The company made a move this week away from using seats and servers to determine how much a company pays for its PeopleSoft CRM suite. Instead, license terms are now based on a number of business metrics and according to the customer's size.
"In today's world it's difficult to employ a per-seat license when there are open solutions on the Internet," said Robb Eklund, CRM marketing vice president at PeopleSoft, in Pleasanton, Calif. "Our approach has been one where we want to assess the license based on the utility customers derive from the applications."
Although the move is a first among heavyweight CRM vendors, value-based licensing is not new to PeopleSoft.
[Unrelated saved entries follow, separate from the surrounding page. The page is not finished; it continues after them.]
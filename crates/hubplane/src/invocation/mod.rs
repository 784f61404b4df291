// SPDX-License-Identifier: Apache-2.0 OR MIT
// Copyright (c) 2025-2026 naskel.com

//! Client invocations routed through service endpoints.
//!
//! A server asks a client connection to run a method and awaits the return
//! value. The connection lives behind exactly one endpoint, but the server
//! cannot tell which, so the invocation fans out to every relevant endpoint.
//! Each endpoint answers with a [`CompletionMessage`](crate::protocol::CompletionMessage):
//! the owner with a result or an error, the others with an empty receipt.
//!
//! [`ClientInvocationCorrelator`] matches those completions back to the
//! caller's [`PendingResult`].

mod correlator;
mod id;


pub use correlator::{ClientInvocationCorrelator, PendingResult, ResultType};
pub use id::{connection_id_of, InvocationIdGenerator};
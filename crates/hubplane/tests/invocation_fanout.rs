// SPDX-License-Identifier: Apache-2.0 OR MIT
// Copyright (c) 2025-2026 naskel.com

//! Many concurrent invocations fanned out to several endpoints, with
//! completions arriving in random order off the wire.

mod common;

use common::{config_with_endpoints, init_tracing, HUB};
use hubplane::protocol::{decode, encode};
use hubplane::{
    AckHandler, BackplaneError, ClientInvocationCorrelator, CompletionMessage,
    DefaultEndpointRouter, ServiceMessage, StaticEndpointManager,
};
use serde_json::json;
use std::sync::Arc;
use tokio_util::sync::CancellationToken;

const ENDPOINTS: usize = 4;
const CONNECTIONS: usize = 8;
const CALLS_PER_CONNECTION: usize = 16;

fn correlator() -> Arc<ClientInvocationCorrelator> {
    let config = config_with_endpoints(ENDPOINTS);
    Arc::new(ClientInvocationCorrelator::new(
        Arc::new(StaticEndpointManager::from_config(&config)),
        Arc::new(DefaultEndpointRouter),
        AckHandler::with_timeout(config.ack_timeout()),
    ))
}

/// Encode then decode, as the transport would.
fn over_the_wire(message: CompletionMessage) -> CompletionMessage {
    let bytes = encode(&message.into()).unwrap();
    match decode(&bytes).unwrap() {
        ServiceMessage::Completion(m) => m,
        other => panic!("unexpected {:?}", other),
    }
}

#[tokio::test(flavor = "multi_thread", worker_threads = 4)]
async fn test_shuffled_fanout_resolves_every_invocation_once() {
    init_tracing();
    let correlator = correlator();

    let mut waiters = Vec::new();
    let mut completions = Vec::new();
    for c in 0..CONNECTIONS {
        let connection_id = format!("conn-{}", c);
        for n in 0..CALLS_PER_CONNECTION {
            let id = correlator.generate_invocation_id(&connection_id);
            let pending = correlator
                .add_invocation::<u64>(HUB, &connection_id, &id, CancellationToken::new())
                .unwrap();
            let expected = (c * 1000 + n) as u64;
            waiters.push((pending, expected));

            let owner = fastrand::usize(..ENDPOINTS);
            for e in 0..ENDPOINTS {
                let message = if e == owner {
                    CompletionMessage::with_result(&id, &connection_id, json!(expected))
                } else {
                    CompletionMessage::empty(&id, &connection_id)
                };
                completions.push(over_the_wire(message));
            }
        }
    }
    assert_eq!(correlator.pending_count(), CONNECTIONS * CALLS_PER_CONNECTION);

    fastrand::shuffle(&mut completions);
    let chunks: Vec<Vec<CompletionMessage>> = completions
        .chunks(completions.len() / 4 + 1)
        .map(<[CompletionMessage]>::to_vec)
        .collect();

    let feeders: Vec<_> = chunks
        .into_iter()
        .map(|chunk| {
            let correlator = Arc::clone(&correlator);
            tokio::spawn(async move {
                let mut resolved = 0;
                for message in chunk {
                    if correlator
                        .try_complete_result(&message.connection_id, &message)
                        .unwrap()
                    {
                        resolved += 1;
                    }
                }
                resolved
            })
        })
        .collect();

    let mut resolved = 0;
    for feeder in feeders {
        resolved += feeder.await.unwrap();
    }
    assert_eq!(resolved, CONNECTIONS * CALLS_PER_CONNECTION);

    for (pending, expected) in waiters {
        assert_eq!(pending.await.unwrap(), expected);
    }
    assert_eq!(correlator.pending_count(), 0);
}

#[tokio::test]
async fn test_disconnect_only_hits_its_connection() {
    let correlator = correlator();

    let doomed: Vec<_> = (0..5)
        .map(|_| {
            let id = correlator.generate_invocation_id("doomed");
            correlator
                .add_invocation::<u64>(HUB, "doomed", &id, CancellationToken::new())
                .unwrap()
        })
        .collect();
    let survivor_id = correlator.generate_invocation_id("survivor");
    let survivor = correlator
        .add_invocation::<u64>(HUB, "survivor", &survivor_id, CancellationToken::new())
        .unwrap();

    assert_eq!(correlator.cleanup_invocations_by_connection("doomed"), 5);
    assert_eq!(correlator.cleanup_invocations_by_connection("doomed"), 0);
    for pending in doomed {
        let id = pending.invocation_id().to_string();
        assert!(pending.await.unwrap_err().is_disconnected());
        assert!(matches!(
            correlator.result_type(&id),
            Err(BackplaneError::UnknownInvocation(_))
        ));
    }

    assert!(correlator.result_type(&survivor_id).unwrap().is::<u64>());
    let message = over_the_wire(CompletionMessage::with_result(&survivor_id, "survivor", json!(1)));
    assert!(correlator.try_complete_result("survivor", &message).unwrap());
    assert_eq!(survivor.await.unwrap(), 1);
}
// SPDX-License-Identifier: Apache-2.0 OR MIT
// Copyright (c) 2025-2026 naskel.com

//! Acknowledgment correlation.
//!
//! An ack is created with a fresh id, travels to one or more endpoints inside
//! a control message, and comes back as one or more [`AckMessage`]s. The
//! [`AckHandler`] turns those completions into a single awaitable
//! [`AckWaiter`]:
//!
//! - **Single-shot**: resolved by the first trigger.
//! - **Multi-ack**: resolved once `expected` triggers arrived (one per endpoint).
//! - **Forced**: [`AckHandler::complete_ack`] resolves regardless of count.
//! - **Timeout**: a timer armed at creation removes the entry at its deadline,
//!   whether or not anyone awaits the waiter, so a late trigger can never
//!   resolve a reused id.
//!
//! # Concurrency
//!
//! Entries live in a sharded `DashMap`. The only transition to "resolved" is
//! removal of the entry under its shard lock; whoever removes it publishes the
//! outcome. Every other concurrent trigger finds no entry and does nothing.

use crate::protocol::{AckMessage, AckStatus};
use dashmap::mapref::entry::Entry;
use dashmap::DashMap;
use std::sync::atomic::{AtomicI32, AtomicU64, Ordering};
use std::sync::Arc;
use std::time::Duration;
use tokio::sync::watch;
use tokio::time::Instant;
use tracing::{debug, warn};

/// Identifier carried by ackable messages. `0` means "no ack requested".
pub type AckId = i32;

/// Default time an ack may stay pending.
pub const DEFAULT_ACK_TIMEOUT: Duration = Duration::from_secs(5);

/// How a pending ack ended.
#[derive(Debug, Clone, Copy, PartialEq, Eq)]
pub enum AckOutcome {
    /// Resolved by triggers or forced completion; `false` means the remote
    /// side answered negatively (e.g. "not exist").
    Completed(bool),
    /// Deadline passed before resolution.
    TimedOut,
}

struct AckEntry {
    serial: u64,
    multi: bool,
    expected: i32,
    received: i32,
    deadline: Instant,
    tx: watch::Sender<Option<AckOutcome>>,
}
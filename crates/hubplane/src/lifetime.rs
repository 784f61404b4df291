// SPDX-License-Identifier: Apache-2.0 OR MIT
// Copyright (c) 2025-2026 naskel.com

//! Per-hub facade over the service connection.
//!
//! [`HubLifetimeManager`] turns group, user and connection operations into
//! ackable control messages, writes them through a [`ServiceMessageWriter`],
//! and awaits the matching ack. Client invocations fan out to every endpoint
//! the router picks and are correlated by [`ClientInvocationCorrelator`].

use crate::ack::AckHandler;
use crate::config::BackplaneConfig;
use crate::endpoint::{EndpointManager, EndpointRouter, ServiceEndpoint};
use crate::error::{BackplaneError, Result};
use crate::invocation::ClientInvocationCorrelator;
use crate::protocol::{
    CheckConnectionExistenceMessage, CheckGroupExistenceMessage, CheckUserExistenceMessage,
    CheckUserInGroupMessage, ClientInvocationMessage, CloseConnectionMessage, CompletionMessage,
    JoinGroupMessage, LeaveGroupMessage, ServiceMessage, TracingIdGenerator,
    UserJoinGroupMessage, UserLeaveGroupMessage,
};
use serde::de::DeserializeOwned;
use serde_json::Value;
use std::sync::Arc;
use tokio_util::sync::CancellationToken;
use tracing::{debug, info, warn};

/// Outbound side of the service connection.
///
/// Implementations queue or send; they must not block on the remote answer.
pub trait ServiceMessageWriter: Send + Sync {
    /// Send to the shard the transport selects, normally by
    /// [`ServiceMessage::partition_key`].
    fn write(&self, message: ServiceMessage) -> Result<()>;

    /// Send to one explicit endpoint.
    fn write_to(&self, endpoint: &ServiceEndpoint, message: ServiceMessage) -> Result<()>;
}

/// Group, user and connection operations for one hub.
pub struct HubLifetimeManager {
    hub: String,
    server_name: String,
    writer: Arc<dyn ServiceMessageWriter>,
    endpoints: Arc<dyn EndpointManager>,
    router: Arc<dyn EndpointRouter>,
    acks: AckHandler,
    invocations: ClientInvocationCorrelator,
    tracing_ids: Option<TracingIdGenerator>,
}

impl std::fmt::Debug for HubLifetimeManager {
    fn fmt(&self, f: &mut std::fmt::Formatter<'_>) -> std::fmt::Result {
        f.debug_struct("HubLifetimeManager")
            .field("hub", &self.hub)
            .field("server_name", &self.server_name)
            .field("acks", &self.acks)
            .field("invocations", &self.invocations)
            .finish()
    }
}

impl HubLifetimeManager {
    pub fn new(
        hub: impl Into<String>,
        config: &BackplaneConfig,
        writer: Arc<dyn ServiceMessageWriter>,
        endpoints: Arc<dyn EndpointManager>,
        router: Arc<dyn EndpointRouter>,
    ) -> Self {
        let acks = AckHandler::with_timeout(config.ack_timeout());
        let invocations =
            ClientInvocationCorrelator::new(Arc::clone(&endpoints), Arc::clone(&router), acks.clone());
        Self {
            hub: hub.into(),
            server_name: config.server_name.clone(),
            writer,
            endpoints,
            router,
            acks,
            invocations,
            tracing_ids: config.enable_message_tracing.then(TracingIdGenerator::new),
        }
    }

    pub fn hub(&self) -> &str {
        &self.hub
    }

    pub fn ack_handler(&self) -> &AckHandler {
        &self.acks
    }

    pub fn correlator(&self) -> &ClientInvocationCorrelator {
        &self.invocations
    }

    // Groups

    pub async fn add_to_group(&self, connection_id: &str, group_name: &str) -> Result<()> {
        require("connection_id", connection_id)?;
        require("group_name", group_name)?;
        self.send_with_ack(JoinGroupMessage::new(connection_id, group_name).into())
            .await
            .map(drop)
    }

    pub async fn remove_from_group(&self, connection_id: &str, group_name: &str) -> Result<()> {
        require("connection_id", connection_id)?;
        require("group_name", group_name)?;
        self.send_with_ack(
            LeaveGroupMessage::new(connection_id, Some(group_name.to_string())).into(),
        )
        .await
        .map(drop)
    }

    /// Leave every group; the shard treats the missing group as a wildcard.
    pub async fn remove_from_all_groups(&self, connection_id: &str) -> Result<()> {
        require("connection_id", connection_id)?;
        self.send_with_ack(LeaveGroupMessage::all(connection_id).into())
            .await
            .map(drop)
    }

    // Users

    pub async fn user_add_to_group(&self, user_id: &str, group_name: &str) -> Result<()> {
        require("user_id", user_id)?;
        require("group_name", group_name)?;
        self.send_with_ack(UserJoinGroupMessage::new(user_id, group_name).into())
            .await
            .map(drop)
    }

    /// Membership expires after `ttl_secs`. Out-of-range values are rejected
    /// before anything is written.
    pub async fn user_add_to_group_with_ttl(
        &self,
        user_id: &str,
        group_name: &str,
        ttl_secs: i64,
    ) -> Result<()> {
        require("user_id", user_id)?;
        require("group_name", group_name)?;
        let message = UserJoinGroupMessage::new(user_id, group_name).with_ttl(ttl_secs)?;
        self.send_with_ack(message.into()).await.map(drop)
    }

    pub async fn user_remove_from_group(&self, user_id: &str, group_name: &str) -> Result<()> {
        require("user_id", user_id)?;
        require("group_name", group_name)?;
        self.send_with_ack(
            UserLeaveGroupMessage::new(user_id, Some(group_name.to_string())).into(),
        )
        .await
        .map(drop)
    }

    pub async fn user_remove_from_all_groups(&self, user_id: &str) -> Result<()> {
        require("user_id", user_id)?;
        self.send_with_ack(UserLeaveGroupMessage::all(user_id).into())
            .await
            .map(drop)
    }

    // Existence checks

    pub async fn is_user_in_group(&self, user_id: &str, group_name: &str) -> Result<bool> {
        require("user_id", user_id)?;
        require("group_name", group_name)?;
        self.send_with_ack(CheckUserInGroupMessage::new(user_id, group_name).into())
            .await
    }

    pub async fn connection_exists(&self, connection_id: &str) -> Result<bool> {
        require("connection_id", connection_id)?;
        self.send_with_ack(CheckConnectionExistenceMessage::new(connection_id).into())
            .await
    }

    pub async fn user_exists(&self, user_id: &str) -> Result<bool> {
        require("user_id", user_id)?;
        self.send_with_ack(CheckUserExistenceMessage::new(user_id).into())
            .await
    }

    pub async fn group_exists(&self, group_name: &str) -> Result<bool> {
        require("group_name", group_name)?;
        self.send_with_ack(CheckGroupExistenceMessage::new(group_name).into())
            .await
    }

    // Connections

    /// Ask the service to drop a client connection. Nothing is awaited.
    pub fn close_connection(&self, connection_id: &str, reason: Option<&str>) -> Result<()> {
        require("connection_id", connection_id)?;
        let mut message: ServiceMessage =
            CloseConnectionMessage::new(connection_id, reason.map(str::to_string)).into();
        self.stamp(&mut message);
        self.writer.write(message)
    }

    /// Invoke `method` on a client connection and await its return value.
    ///
    /// The invocation is registered before any message leaves, so a fast
    /// completion cannot arrive for an unknown id. Targets are resolved once
    /// and the same set is both sent to and counted for completions.
    pub async fn invoke_connection<T>(
        &self,
        connection_id: &str,
        method: &str,
        arguments: Vec<Value>,
        cancel: CancellationToken,
    ) -> Result<T>
    where
        T: DeserializeOwned + 'static,
    {
        require("connection_id", connection_id)?;
        require("method", method)?;

        let candidates = self.endpoints.endpoints(&self.hub);
        let targets = self.router.endpoints_for_connection(connection_id, &candidates);
        if targets.is_empty() {
            return Err(BackplaneError::Transport(format!(
                "no endpoint serves hub '{}'",
                self.hub
            )));
        }

        let invocation_id = self.invocations.generate_invocation_id(connection_id);
        let pending = self.invocations.add_invocation_for::<T>(
            connection_id,
            &invocation_id,
            &targets,
            cancel,
        )?;

        let mut message: ServiceMessage = ClientInvocationMessage {
            invocation_id: invocation_id.clone(),
            connection_id: connection_id.to_string(),
            caller_server_id: self.server_name.clone(),
            method: method.to_string(),
            arguments,
            tracing_id: None,
        }
        .into();
        self.stamp(&mut message);
        debug!(
            hub = %self.hub,
            connection_id,
            invocation_id = %invocation_id,
            method,
            endpoints = targets.len(),
            tracing_id = ?message.tracing_id(),
            "invoking client"
        );

        for endpoint in &targets {
            if let Err(e) = self.writer.write_to(endpoint, message.clone()) {
                warn!(endpoint = %endpoint, invocation_id = %invocation_id, error = %e, "invocation write failed");
                self.invocations.remove_invocation(&invocation_id);
                return Err(e);
            }
        }

        // Dropping the handle, here or with this future, releases the entry
        pending.wait().await
    }

    /// Feed a completion received from `connection_id`'s endpoint.
    ///
    /// Returns whether it resolved a pending invocation. A completion whose
    /// invocation id matches nothing, empty included, is ignored.
    pub fn set_connection_result(
        &self,
        connection_id: &str,
        completion: &CompletionMessage,
    ) -> Result<bool> {
        require("connection_id", connection_id)?;
        let resolved = self.invocations.try_complete_result(connection_id, completion)?;
        if !resolved && self.invocations.try_result_type(&completion.invocation_id).is_none() {
            info!(
                connection_id,
                invocation_id = %completion.invocation_id,
                "completion matched no pending invocation"
            );
        }
        Ok(resolved)
    }

    /// Fail every invocation still waiting on a closed connection.
    pub fn on_connection_closed(&self, connection_id: &str) -> usize {
        self.invocations.cleanup_invocations_by_connection(connection_id)
    }

    /// Route one inbound message from the service.
    pub fn dispatch(&self, message: ServiceMessage) -> Result<()> {
        match message {
            ServiceMessage::Ack(ack) => {
                self.acks.handle_ack_message(&ack);
                Ok(())
            }
            ServiceMessage::Completion(completion) => {
                let connection_id = completion.connection_id.clone();
                self.set_connection_result(&connection_id, &completion)
                    .map(drop)
            }
            other => Err(BackplaneError::UnexpectedMessage(other.kind())),
        }
    }

    fn stamp(&self, message: &mut ServiceMessage) {
        if let Some(ids) = &self.tracing_ids {
            message.set_tracing_id(ids.next_id());
        }
    }

    /// Attach a fresh single-shot ack, write, and wait for the verdict.
    async fn send_with_ack(&self, mut message: ServiceMessage) -> Result<bool> {
        let (ack_id, waiter) = self.acks.create_ack();
        message.set_ack_id(ack_id);
        self.stamp(&mut message);
        debug!(
            hub = %self.hub,
            kind = message.kind(),
            ack_id,
            partition = ?message.partition_key(),
            tracing_id = ?message.tracing_id(),
            "sending control message"
        );

        if let Err(e) = self.writer.write(message) {
            self.acks.discard_ack(ack_id);
            return Err(e);
        }
        waiter.wait().await
    }
}

fn require(name: &str, value: &str) -> Result<()> {
    if value.is_empty() {
        return Err(BackplaneError::invalid_arg(name));
    }
    Ok(())
}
Before entering the CRM fray with its acquisition of Vantive in October 1999, the company had sold its other software applications using the same scheme and is now bringing PeopleSoft CRM in line.
PeopleSoft is assuming that "the size of the company is a better determination of the value of your Internet relationships than just how many CPUs it happens to run on," said Erin Kinikin, an analyst at Giga Information Group in Santa Clara, Calif. "It seems that this pricing appeals to customers who are ready to make an enterprise-level investment."
Marketing automation vendors have used the value-based licensing, whereas CRM vendors have typically relied on models that have depended on the number of employees and an approximate number of Internet users -- often a very difficult number to determine.
"Essentially, it's another way of getting at a site license and not worrying about which machines the company is installing the software on, [which means] less administration," said Sheryl Kingstone, program manager for CRM management strategies at The Yankee Group in Boston. "The problem with site licensing is that it's usually out of range for most companies due to its high cost."
Eklund said the licensing scheme would rely on auditable factorsto arrive at final pricing. Contingencies would also be built in to evaluate the license if the customer grows.